Design a Payment System
Handle millions of transactions with exactly-once processing, multi-currency support, and zero tolerance for data loss — the most critical system in any e-commerce platform.
Why This Is Asked
Payment systems test your understanding of distributed transactions, idempotency, eventual consistency, security, and fault tolerance — all in one question. Every fintech, e-commerce, and marketplace interview includes this.
Requirements
Functional
- Process payments (credit card, debit, wallets, bank transfer)
- Support multiple currencies with real-time exchange rates
- Handle refunds (full and partial)
- Payment status tracking (pending → processing → completed/failed)
- Retry failed payments with exponential backoff
- Reconciliation with payment providers (Stripe, PayPal)
Non-Functional
- Exactly-once processing — charge the customer exactly once (never double-charge)
- High availability — 99.99% uptime (4 min downtime/year)
- Low latency — < 500ms for payment initiation
- Auditability — full audit trail of every state change
- Security — PCI DSS compliance, tokenization, encryption at rest
Scale
- 1 million transactions/day (~12 TPS average, 100+ TPS peak)
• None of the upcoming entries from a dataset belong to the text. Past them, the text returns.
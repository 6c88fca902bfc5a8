//! `dfm_core` is the core library for [dfm](https://github.com/dfm-rs/dfm), a rule-driven engine for DocFX flavored markdown. It tokenizes markdown with ordered, swappable rule lists, rewrites the token tree, expands `[!include]` directives and renders HTML.
//!
//! ## Processing Pipeline
//!
//! ```text
//! Markdown file
//!   → Block rules (first match wins, leaf content captured as pending tokens)
//!   → Pending resolution (inline rules run once every link definition is known)
//!   → Rewriters (heading ids, custom passes) and validators (HTML tag rules)
//!   → Include expansion (each included file runs the whole pipeline)
//!   → HTML renderer (one table entry per token type)
//! ```
//!
//! ## Modules
//!
//! - [`rules`] - The block and inline rules and the ordered [`rules::RuleSet`] they live in.
//! - [`flavor`] - The `markdown`, `gfm` and `dfm` rule lists, each built by editing the previous one.
//! - [`config`] - Configuration loading from `dfm.toml`.
//! - [`project`] - Markdown discovery and parallel builds of a whole directory.
//!
//! ## Key Types
//!
//! - [`Engine`] - The configured pipeline. Immutable and shareable between threads.
//! - [`Context`] - The copy-on-write state threaded through tokenization.
//! - [`BlockToken`] / [`InlineToken`] - The token tree.
//! - [`Rewriter`] / [`Validator`] - Passes over a parsed tree.
//! - [`IncludeResolver`] - Locates include targets, on disk or in memory.
//! - [`HtmlRenderer`] - The table-driven HTML renderer.
//!
//! ## Quick Start
//!
//! ```rust
//! use dfm_core::Engine;
//!
//! let engine = Engine::new().unwrap();
//! let rendered = engine.markup_str("# Hello\n").unwrap();
//! assert_eq!(rendered.html, "<h1 id=\"hello\">Hello</h1>\n");
//! ```

pub use config::*;
pub use context::*;
pub use diagnostics::*;
pub use engine::*;
pub use error::*;
pub use flavor::*;
pub use inclusion::*;
pub use parser::*;
pub use position::*;
pub use project::*;
pub use render::*;
pub use rewriters::*;
pub use rules::BlockRule;
pub use rules::InlineRule;
pub use rules::RuleSet;
pub use rules::RuleSetBuilder;
pub use source::*;
pub use tokens::*;
pub use visitor::*;

pub mod config;
mod context;
mod diagnostics;
mod engine;
#[allow(unused_assignments)]
mod error;
pub mod flavor;
mod inclusion;
pub mod parser;
mod position;
pub mod project;
mod render;
mod rewriters;
pub mod rules;
mod source;
mod tokens;
mod visitor;

#[cfg(test)]
mod __tests;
- $10 billion annual volume
High-Level Architecture
%%{init: {'theme': 'base', 'themeVariables': {'fontSize': '13px', 'fontFamily': 'Inter, -apple-system, sans-serif'}, 'flowchart': {'nodeSpacing': 30, 'rankSpacing': 50, 'padding': 12, 'curve': 'basis'}, 'sequence': {'actorMargin': 60, 'messageMargin': 40}, 'class': {'padding': 12}}}%%
flowchart TD
Client(("Client")) --> API{{"Payment API<br/>(idempotent)"}}
API --> PS["Payment Service<br/>(orchestrator)"]
PS --> PSP["Payment Service Provider<br/>(Stripe, Adyen, PayPal)"]
PS --> Ledger["Ledger Service<br/>(double-entry bookkeeping)"]
PS --> Queue["Message Queue<br/>(Kafka)"]
Queue --> Reconciliation["Reconciliation Service<br/>(daily batch)"]
Queue --> Notification["Notification Service"]
PS --> DB[("Payment DB<br/>(PostgreSQL)")]
Ledger --> LDB[("Ledger DB")]
style PS fill:#E3F2FD,stroke:#1565C0,color:#000
style Ledger fill:#E8F5E9,stroke:#2E7D32,color:#000
style PSP fill:#FEF3C7,stroke:#D97706,color:#000 Key Design Decisions
1. Idempotency — The Most Critical Requirement
The Double-Charge Problem
User clicks "Pay" → request times out → user retries → server processed BOTH requests → charged twice. This is the #1 bug in payment systems.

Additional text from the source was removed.